### Work required
Find the line with "reload by polling." in the entries below. Repeat it, every following line, and the line with "if Fingerprint::of(&path) != Some(current)", exactly and with nothing added.

------ Supplied data ------

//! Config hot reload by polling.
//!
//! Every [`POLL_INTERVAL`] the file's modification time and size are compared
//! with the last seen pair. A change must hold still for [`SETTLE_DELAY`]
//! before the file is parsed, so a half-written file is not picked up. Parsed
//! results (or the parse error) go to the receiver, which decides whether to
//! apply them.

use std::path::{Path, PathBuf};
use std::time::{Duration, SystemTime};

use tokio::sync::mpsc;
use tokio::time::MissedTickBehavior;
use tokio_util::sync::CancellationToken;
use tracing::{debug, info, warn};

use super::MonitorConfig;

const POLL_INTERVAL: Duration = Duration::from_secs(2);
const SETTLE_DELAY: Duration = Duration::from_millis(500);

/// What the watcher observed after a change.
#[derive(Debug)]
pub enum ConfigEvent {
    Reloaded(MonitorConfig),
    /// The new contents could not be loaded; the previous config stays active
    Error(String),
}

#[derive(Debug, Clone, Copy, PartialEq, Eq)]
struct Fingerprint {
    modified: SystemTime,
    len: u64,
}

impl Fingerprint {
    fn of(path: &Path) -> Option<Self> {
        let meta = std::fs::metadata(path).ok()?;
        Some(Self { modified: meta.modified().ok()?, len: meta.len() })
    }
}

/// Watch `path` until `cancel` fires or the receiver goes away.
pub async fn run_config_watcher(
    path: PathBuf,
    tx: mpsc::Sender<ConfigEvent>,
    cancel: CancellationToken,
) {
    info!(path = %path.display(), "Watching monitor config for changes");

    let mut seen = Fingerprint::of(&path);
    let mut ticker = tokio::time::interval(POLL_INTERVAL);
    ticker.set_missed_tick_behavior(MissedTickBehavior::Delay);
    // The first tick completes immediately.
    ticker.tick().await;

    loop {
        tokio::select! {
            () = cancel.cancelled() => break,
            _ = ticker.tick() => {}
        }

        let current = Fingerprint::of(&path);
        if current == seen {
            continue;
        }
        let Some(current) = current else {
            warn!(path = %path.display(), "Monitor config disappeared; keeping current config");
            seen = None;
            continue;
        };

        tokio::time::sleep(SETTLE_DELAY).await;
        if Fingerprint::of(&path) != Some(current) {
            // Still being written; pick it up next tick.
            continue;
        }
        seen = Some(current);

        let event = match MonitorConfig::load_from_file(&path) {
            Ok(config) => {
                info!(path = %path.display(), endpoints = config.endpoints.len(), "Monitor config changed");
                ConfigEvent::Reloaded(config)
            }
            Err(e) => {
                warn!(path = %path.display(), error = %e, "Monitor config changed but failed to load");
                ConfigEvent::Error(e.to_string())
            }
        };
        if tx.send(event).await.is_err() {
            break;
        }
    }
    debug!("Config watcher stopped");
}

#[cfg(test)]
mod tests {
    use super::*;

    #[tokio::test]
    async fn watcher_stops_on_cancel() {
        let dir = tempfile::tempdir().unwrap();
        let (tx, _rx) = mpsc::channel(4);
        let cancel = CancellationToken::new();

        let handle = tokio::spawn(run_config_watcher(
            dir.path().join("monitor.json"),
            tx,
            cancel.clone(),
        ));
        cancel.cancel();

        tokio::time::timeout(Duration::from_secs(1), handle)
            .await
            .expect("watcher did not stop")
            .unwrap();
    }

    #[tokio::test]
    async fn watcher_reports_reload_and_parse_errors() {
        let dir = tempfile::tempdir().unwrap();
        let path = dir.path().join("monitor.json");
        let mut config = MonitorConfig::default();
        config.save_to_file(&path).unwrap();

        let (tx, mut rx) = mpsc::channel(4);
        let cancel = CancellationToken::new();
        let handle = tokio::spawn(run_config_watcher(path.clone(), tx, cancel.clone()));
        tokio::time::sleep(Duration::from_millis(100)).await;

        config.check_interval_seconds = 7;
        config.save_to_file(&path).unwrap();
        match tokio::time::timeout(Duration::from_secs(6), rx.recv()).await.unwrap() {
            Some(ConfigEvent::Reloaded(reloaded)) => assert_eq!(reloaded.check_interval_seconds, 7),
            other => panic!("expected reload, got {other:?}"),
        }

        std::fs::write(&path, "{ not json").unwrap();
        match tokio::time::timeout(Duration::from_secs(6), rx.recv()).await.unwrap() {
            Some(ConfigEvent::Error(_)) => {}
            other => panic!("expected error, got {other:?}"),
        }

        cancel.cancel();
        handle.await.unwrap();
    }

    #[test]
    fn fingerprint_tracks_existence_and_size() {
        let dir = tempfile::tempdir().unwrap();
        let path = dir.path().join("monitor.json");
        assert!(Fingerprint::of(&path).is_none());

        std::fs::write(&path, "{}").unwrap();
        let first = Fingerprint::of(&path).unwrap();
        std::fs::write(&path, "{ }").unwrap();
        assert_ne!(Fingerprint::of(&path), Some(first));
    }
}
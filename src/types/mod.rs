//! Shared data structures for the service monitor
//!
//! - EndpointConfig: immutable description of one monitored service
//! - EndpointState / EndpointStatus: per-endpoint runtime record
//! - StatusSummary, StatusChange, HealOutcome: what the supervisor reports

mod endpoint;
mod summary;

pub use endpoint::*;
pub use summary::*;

------
------ Supplied data ------

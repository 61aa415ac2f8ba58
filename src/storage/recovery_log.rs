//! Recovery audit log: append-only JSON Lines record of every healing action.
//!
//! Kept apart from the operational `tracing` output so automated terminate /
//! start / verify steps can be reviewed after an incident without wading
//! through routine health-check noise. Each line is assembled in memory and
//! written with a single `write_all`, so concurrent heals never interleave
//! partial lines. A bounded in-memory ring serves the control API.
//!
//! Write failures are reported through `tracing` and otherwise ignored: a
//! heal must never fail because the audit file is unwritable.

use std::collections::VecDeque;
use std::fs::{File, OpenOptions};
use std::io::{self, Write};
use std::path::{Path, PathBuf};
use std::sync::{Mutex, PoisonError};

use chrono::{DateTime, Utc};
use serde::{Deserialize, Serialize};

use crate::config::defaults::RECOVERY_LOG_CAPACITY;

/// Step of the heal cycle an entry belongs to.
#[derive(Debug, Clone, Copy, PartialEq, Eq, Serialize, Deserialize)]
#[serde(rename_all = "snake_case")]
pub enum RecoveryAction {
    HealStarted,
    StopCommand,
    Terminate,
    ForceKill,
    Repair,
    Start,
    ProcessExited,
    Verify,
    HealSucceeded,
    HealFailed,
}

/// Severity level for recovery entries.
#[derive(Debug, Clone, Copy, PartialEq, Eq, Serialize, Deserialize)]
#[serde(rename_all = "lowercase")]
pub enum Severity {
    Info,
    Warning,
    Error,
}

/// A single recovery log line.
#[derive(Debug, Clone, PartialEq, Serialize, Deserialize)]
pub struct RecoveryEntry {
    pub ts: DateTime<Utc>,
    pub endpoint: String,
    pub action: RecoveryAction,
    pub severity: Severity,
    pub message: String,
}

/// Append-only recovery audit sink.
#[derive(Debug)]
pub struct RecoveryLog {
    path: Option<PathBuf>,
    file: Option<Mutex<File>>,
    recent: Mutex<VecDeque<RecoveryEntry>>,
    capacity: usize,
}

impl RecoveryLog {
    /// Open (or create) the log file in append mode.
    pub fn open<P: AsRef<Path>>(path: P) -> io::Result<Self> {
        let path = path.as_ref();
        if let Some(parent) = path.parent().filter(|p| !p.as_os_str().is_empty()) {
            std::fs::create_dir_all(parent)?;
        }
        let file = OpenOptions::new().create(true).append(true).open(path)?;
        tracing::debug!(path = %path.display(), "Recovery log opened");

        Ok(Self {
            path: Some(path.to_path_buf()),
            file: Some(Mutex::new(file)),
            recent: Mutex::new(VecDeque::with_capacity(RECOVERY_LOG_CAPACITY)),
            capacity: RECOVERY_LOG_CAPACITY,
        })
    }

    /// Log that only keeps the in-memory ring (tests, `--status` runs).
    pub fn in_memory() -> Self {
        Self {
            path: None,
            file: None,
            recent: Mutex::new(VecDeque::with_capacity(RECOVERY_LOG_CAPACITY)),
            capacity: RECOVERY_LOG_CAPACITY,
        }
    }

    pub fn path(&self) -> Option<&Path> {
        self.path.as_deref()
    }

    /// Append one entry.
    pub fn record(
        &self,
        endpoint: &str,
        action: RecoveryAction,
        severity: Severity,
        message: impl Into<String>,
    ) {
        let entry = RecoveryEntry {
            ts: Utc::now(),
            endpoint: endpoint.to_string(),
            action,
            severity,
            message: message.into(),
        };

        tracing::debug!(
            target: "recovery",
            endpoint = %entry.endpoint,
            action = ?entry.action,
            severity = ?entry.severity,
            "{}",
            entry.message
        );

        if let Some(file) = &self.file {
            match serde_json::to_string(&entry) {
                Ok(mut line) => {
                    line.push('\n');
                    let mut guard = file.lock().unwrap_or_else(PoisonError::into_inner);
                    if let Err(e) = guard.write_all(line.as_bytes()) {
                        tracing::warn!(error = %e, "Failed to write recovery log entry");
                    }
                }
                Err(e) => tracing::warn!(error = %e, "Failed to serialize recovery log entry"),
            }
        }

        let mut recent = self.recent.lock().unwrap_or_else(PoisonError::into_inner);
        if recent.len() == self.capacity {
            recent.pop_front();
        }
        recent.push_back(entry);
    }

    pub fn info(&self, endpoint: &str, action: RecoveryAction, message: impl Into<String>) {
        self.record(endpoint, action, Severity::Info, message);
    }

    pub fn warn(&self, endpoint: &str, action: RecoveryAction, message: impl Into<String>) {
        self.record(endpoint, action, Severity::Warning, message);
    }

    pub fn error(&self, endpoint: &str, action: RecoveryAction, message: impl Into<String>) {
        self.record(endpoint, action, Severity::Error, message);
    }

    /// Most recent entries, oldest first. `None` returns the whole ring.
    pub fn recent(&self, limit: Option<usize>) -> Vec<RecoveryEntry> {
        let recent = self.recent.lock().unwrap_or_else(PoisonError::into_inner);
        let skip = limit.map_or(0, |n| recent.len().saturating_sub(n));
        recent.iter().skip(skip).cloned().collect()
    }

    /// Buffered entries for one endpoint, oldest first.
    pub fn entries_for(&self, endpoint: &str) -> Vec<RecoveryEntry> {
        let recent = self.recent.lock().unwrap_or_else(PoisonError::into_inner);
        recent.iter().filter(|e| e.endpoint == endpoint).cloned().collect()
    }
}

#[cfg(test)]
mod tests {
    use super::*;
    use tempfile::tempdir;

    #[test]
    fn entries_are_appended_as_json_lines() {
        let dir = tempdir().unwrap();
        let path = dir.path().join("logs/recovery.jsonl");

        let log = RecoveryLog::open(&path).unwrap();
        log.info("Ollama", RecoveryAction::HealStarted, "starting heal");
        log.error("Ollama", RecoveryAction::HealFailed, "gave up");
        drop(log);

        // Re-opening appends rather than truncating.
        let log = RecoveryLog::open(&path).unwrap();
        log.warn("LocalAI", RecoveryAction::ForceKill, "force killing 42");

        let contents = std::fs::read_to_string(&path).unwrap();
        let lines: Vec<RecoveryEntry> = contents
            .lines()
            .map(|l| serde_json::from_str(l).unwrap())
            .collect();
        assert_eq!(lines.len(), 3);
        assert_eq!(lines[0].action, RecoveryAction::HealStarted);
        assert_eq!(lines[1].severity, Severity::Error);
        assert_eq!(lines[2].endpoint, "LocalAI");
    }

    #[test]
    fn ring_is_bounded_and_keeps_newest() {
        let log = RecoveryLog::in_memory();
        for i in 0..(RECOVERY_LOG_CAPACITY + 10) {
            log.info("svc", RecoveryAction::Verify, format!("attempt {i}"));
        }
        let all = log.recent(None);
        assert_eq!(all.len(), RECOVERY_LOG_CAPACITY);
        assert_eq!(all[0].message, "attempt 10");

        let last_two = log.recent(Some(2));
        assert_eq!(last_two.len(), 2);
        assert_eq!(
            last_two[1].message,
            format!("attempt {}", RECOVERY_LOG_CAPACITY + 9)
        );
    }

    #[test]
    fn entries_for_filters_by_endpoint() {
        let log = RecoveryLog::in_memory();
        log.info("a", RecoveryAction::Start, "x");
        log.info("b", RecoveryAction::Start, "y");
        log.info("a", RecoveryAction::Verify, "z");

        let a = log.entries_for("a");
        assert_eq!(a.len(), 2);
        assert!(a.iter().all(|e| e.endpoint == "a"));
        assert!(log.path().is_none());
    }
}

------

### Task output
//! Config hot reload by polling.
//!
//! Every [`POLL_INTERVAL`] the file's modification time and size are compared
//! with the last seen pair. A change must hold still for [`SETTLE_DELAY`]
//! before the file is parsed, so a half-written file is not picked up. Parsed
//! results (or the parse error) go to the receiver, which decides whether to
//! apply them.

use std::path::{Path, PathBuf};
use std::time::{Duration, SystemTime};

use tokio::sync::mpsc;
use tokio::time::MissedTickBehavior;
use tokio_util::sync::CancellationToken;
use tracing::{debug, info, warn};

use super::MonitorConfig;

const POLL_INTERVAL: Duration = Duration::from_secs(2);
const SETTLE_DELAY: Duration = Duration::from_millis(500);

/// What the watcher observed after a change.
#[derive(Debug)]
pub enum ConfigEvent {
    Reloaded(MonitorConfig),
    /// The new contents could not be loaded; the previous config stays active
    Error(String),
}

#[derive(Debug, Clone, Copy, PartialEq, Eq)]
struct Fingerprint {
    modified: SystemTime,
    len: u64,
}

impl Fingerprint {
    fn of(path: &Path) -> Option<Self> {
        let meta = std::fs::metadata(path).ok()?;
        Some(Self { modified: meta.modified().ok()?, len: meta.len() })
    }
}

/// Watch `path` until `cancel` fires or the receiver goes away.
pub async fn run_config_watcher(
    path: PathBuf,
    tx: mpsc::Sender<ConfigEvent>,
    cancel: CancellationToken,
) {
    info!(path = %path.display(), "Watching monitor config for changes");

    let mut seen = Fingerprint::of(&path);
    let mut ticker = tokio::time::interval(POLL_INTERVAL);
    ticker.set_missed_tick_behavior(MissedTickBehavior::Delay);
    // The first tick completes immediately.
    ticker.tick().await;

    loop {
        tokio::select! {
            () = cancel.cancelled() => break,
            _ = ticker.tick() => {}
        }

        let current = Fingerprint::of(&path);
        if current == seen {
            continue;
        }
        let Some(current) = current else {
            warn!(path = %path.display(), "Monitor config disappeared; keeping current config");
            seen = None;
            continue;
        };

        tokio::time::sleep(SETTLE_DELAY).await;
        if Fingerprint::of(&path) != Some(current) {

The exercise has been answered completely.